CORIGLIANO ROSSANO Dalla pandemia se ne uscirà solo attraverso i vaccini o i farmaci che contrasteranno il Sars-Cov-2. Su questa seconda via sta lavorando il genetista calabrese, Giuseppe Novelli, autore di un primo studio. «Anziché bloccare l’ingresso del virus nelle cellule abbiamo cercato di capire come bloccarne l’uscita», spiega a Repubblica.it. «Abbiamo così identificato una classe di enzimi, chiamata E3-ubiquitin ligasi, che sono necessari al virus per uscire dalle cellule e diffondersi in altri tessuti dell’organismo. E cosa non meno importante è che queste proteine non sono del virus, ma nostre e, quindi, non risentirebbero delle variazioni del virus». I ricercatori hanno dimostrato che i livelli di questi enzimi sono elevati nei polmoni dei pazienti e in altri tessuti infettati con il virus. Il nuovo farmaco è «l’Indolo-3 Carbinolo (I3C), già utilizzato nel trattamento di patologie rare, e che abbiamo dimostrato, per il momento in vitro, di essere in grado di bloccare l’uscita del virus. Se impediamo o anche solo rallentiamo la replicazione del virus – sottolinea ancora il rossanese Giuseppe Novelli – ne possiamo compromettere anche la sua sopravvivenza. Dobbiamo testare il farmaco in studi clinici con pazienti Covid-19 per valutare rigorosamente se può prevenire la manifestazione di sintomi gravi e potenzialmente fatali. Avere opzioni per il trattamento, in particolare per i pazienti che non possono essere vaccinati, è di fondamentale importanza per salvare sempre più vite umane e contribuire ad una migliore condizione e gestione della salute pubblica».

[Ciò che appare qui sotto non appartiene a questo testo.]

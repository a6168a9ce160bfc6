//! Configuration validation module
//!
//! This module provides validation functions for application configuration
//! to ensure all required settings are properly configured.

use super::Settings;
use crate::utils::errors::{Result, TrackerError};

/// One year
pub const MAX_RESET_TOKEN_TTL_HOURS: i64 = 8760;

/// Validate all configuration settings
pub fn validate_settings(settings: &Settings) -> Result<()> {
    validate_database_config(&settings.database)?;
    validate_logging_config(&settings.logging)?;
    validate_auth_config(&settings.auth)?;

    Ok(())
}

/// Validate database configuration
fn validate_database_config(config: &super::DatabaseConfig) -> Result<()> {
    if config.url.is_empty() {
        return Err(TrackerError::Config("Database URL is required".to_string()));
    }

    if !config.url.starts_with("sqlite:") {
        return Err(TrackerError::Config(format!(
            "Unsupported database URL: {}",
            config.url
        )));
    }

    if config.max_connections == 0 {
        return Err(TrackerError::Config(
            "Max connections must be greater than 0".to_string(),
        ));
    }

    if config.min_connections > config.max_connections {
        return Err(TrackerError::Config(
            "Min connections cannot be greater than max connections".to_string(),
        ));
    }

    Ok(())
}

/// Validate logging configuration
fn validate_logging_config(config: &super::LoggingConfig) -> Result<()> {
    if config.level.is_empty() {
        return Err(TrackerError::Config("Log level is required".to_string()));
    }

    let valid_levels = ["trace", "debug", "info", "warn", "error"];
    if !valid_levels.contains(&config.level.as_str()) {
        return Err(TrackerError::Config(format!(
            "Invalid log level: {}. Valid levels: {:?}",
            config.level, valid_levels
        )));
    }

    if config.directory.is_some() && config.file_prefix.is_empty() {
        return Err(TrackerError::Config(
            "Log file prefix is required when a log directory is set".to_string(),
        ));
    }

    Ok(())
}

/// Validate authentication configuration
fn validate_auth_config(config: &super::AuthConfig) -> Result<()> {
    if config.reset_token_ttl_hours <= 0 {
        return Err(TrackerError::Config(
            "Reset token TTL must be greater than 0".to_string(),
        ));
    }

    if config.reset_token_ttl_hours > MAX_RESET_TOKEN_TTL_HOURS {
        return Err(TrackerError::Config(format!(
            "Reset token TTL cannot exceed {} hours",
            MAX_RESET_TOKEN_TTL_HOURS
        )));
    }

    // Argon2 lower bounds: 8 KiB per lane, at least one pass and one lane
    if config.hash_parallelism == 0 || config.hash_iterations == 0 {
        return Err(TrackerError::Config(
            "Hash iterations and parallelism must be greater than 0".to_string(),
        ));
    }

    if config.hash_memory_kib < 8 * config.hash_parallelism {
        return Err(TrackerError::Config(format!(
            "Hash memory must be at least {} KiB",
            8 * config.hash_parallelism
        )));
    }

    if let Some(admin) = &config.default_admin {
        if admin.login.is_empty() || admin.password.is_empty() || admin.email.is_empty() {
            return Err(TrackerError::Config(
                "Default admin requires login, password and email".to_string(),
            ));
        }
    }

    Ok(())
}

#[cfg(test)]
mod tests {
    use super::*;
    use assert_matches::assert_matches;

    #[test]
    fn test_rejects_bad_database_config() {
        let mut settings = Settings::default();
        settings.database.url = String::new();
        assert_matches!(validate_settings(&settings), Err(TrackerError::Config(_)));

        let mut settings = Settings::default();
        settings.database.url = "postgresql://localhost/tracker".to_string();
        assert_matches!(validate_settings(&settings), Err(TrackerError::Config(_)));

        let mut settings = Settings::default();
        settings.database.min_connections = 20;
        assert_matches!(validate_settings(&settings), Err(TrackerError::Config(_)));
    }

    #[test]
    fn test_rejects_unknown_log_level() {
        let mut settings = Settings::default();
        settings.logging.level = "verbose".to_string();
        assert_matches!(validate_settings(&settings), Err(TrackerError::Config(msg)) if msg.contains("verbose"));
    }

    #[test]
    fn test_rejects_bad_auth_config() {
        let mut settings = Settings::default();
        settings.auth.reset_token_ttl_hours = 0;
        assert_matches!(validate_settings(&settings), Err(TrackerError::Config(_)));

        let mut settings = Settings::default();
        settings.auth.reset_token_ttl_hours = 10_000_000_000;
        assert_matches!(validate_settings(&settings), Err(TrackerError::Config(msg)) if msg.contains("8760"));

        let mut settings = Settings::default();
        settings.auth.reset_token_ttl_hours = MAX_RESET_TOKEN_TTL_HOURS;
        assert!(validate_settings(&settings).is_ok());

        let mut settings = Settings::default();
        settings.auth.hash_memory_kib = 4;
        assert_matches!(validate_settings(&settings), Err(TrackerError::Config(_)));

        let mut settings = Settings::default();
        settings.auth.default_admin = None;
        assert!(validate_settings(&settings).is_ok());
    }
}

«Dobbiamo pensare a lungo termine – aggiunge Pier Paolo Pandolfi, scienziato dell’Università di Torino e del Nevada che, insieme a Novelli, ha coordinato lo studio –. I vaccini, pur essendo molto efficaci, potrebbero non esserlo più in futuro, perché il virus muta, e quindi è necessario disporre di più armi per combatterlo. La scoperta su I3C è importante, e ora dobbiamo avviare studi clinici per dimostrare la sua potenziale efficacia. Sarà importante valutare se I3C possa anche ridurre le gravissime complicazioni cliniche che molti pazienti sperimentano dopo aver superato la fase acuta dell’infezione. Questo rappresenterà un grave problema negli anni a venire, che dovremo gestire».
Lo studio – riferisce Repubblica.it – sostenuto dalla Fondazione Roma, è stato condotto in collaborazione con l’Ospedale Bambino Gesù di Roma, l’Istituto Spallanzani, l’Università San Raffaele di Roma e diverse istituzioni americane (Harvard, Yale, Rockfeller, NIH, Mount Sinai, Boston University), canadesi (Università di Toronto) e francesi (INSERM Parigi el’Hôpital Avicenne).